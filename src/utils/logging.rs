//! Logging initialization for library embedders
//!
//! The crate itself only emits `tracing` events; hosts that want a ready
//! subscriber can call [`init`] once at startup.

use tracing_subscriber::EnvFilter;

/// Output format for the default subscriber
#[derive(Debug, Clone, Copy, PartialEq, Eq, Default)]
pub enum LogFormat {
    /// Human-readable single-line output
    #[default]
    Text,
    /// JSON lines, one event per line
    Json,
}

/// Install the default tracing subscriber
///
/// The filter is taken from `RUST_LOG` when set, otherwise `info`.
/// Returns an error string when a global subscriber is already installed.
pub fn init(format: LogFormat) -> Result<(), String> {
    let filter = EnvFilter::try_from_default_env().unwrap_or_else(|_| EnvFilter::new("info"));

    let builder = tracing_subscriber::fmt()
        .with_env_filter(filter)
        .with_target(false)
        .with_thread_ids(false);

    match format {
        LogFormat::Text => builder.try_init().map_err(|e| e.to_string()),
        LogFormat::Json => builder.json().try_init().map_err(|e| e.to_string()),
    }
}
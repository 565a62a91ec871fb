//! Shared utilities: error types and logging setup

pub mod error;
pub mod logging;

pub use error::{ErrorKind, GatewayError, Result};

--

• [Exercise] Output the entries above word for word.

• [Result]
filename src/utils/logging.rs
//! Logging initialization for library embedders
//!
//! The crate itself only emits `tracing` events; hosts that want a ready
//! subscriber can call [`init`] once at startup.

use tracing_subscriber::EnvFilter;

/// Output format for the default subscriber
#[derive(Debug, Clone, Copy, PartialEq, Eq, Default)]
pub enum LogFormat {
    /// Human-readable single-line output
    #[default]
    Text,
    /// JSON lines, one event per line
    Json,
}

/// Install the default tracing subscriber
///
/// The filter is taken from `RUST_LOG` when set, otherwise `info`.
/// Returns an error string when a global subscriber is already installed.
pub fn init(format: LogFormat) -> Result<(), String> {
    let filter = EnvFilter::try_from_default_env().unwrap_or_else(|_| EnvFilter::new("info"));

    let builder = tracing_subscriber::fmt()
        .with_env_filter(filter)
        .with_target(false)
        .with_thread_ids(false);

    match format {
        LogFormat::Text => builder.try_init().map_err(|e| e.to_string()),
        LogFormat::Json => builder.json().try_init().map_err(|e| e.to_string()),
    }
}
repository 565a62a91ec871fb
//! Shared utilities: error types and logging setup

pub mod error;
pub mod logging;

pub use error::{ErrorKind, GatewayError, Result};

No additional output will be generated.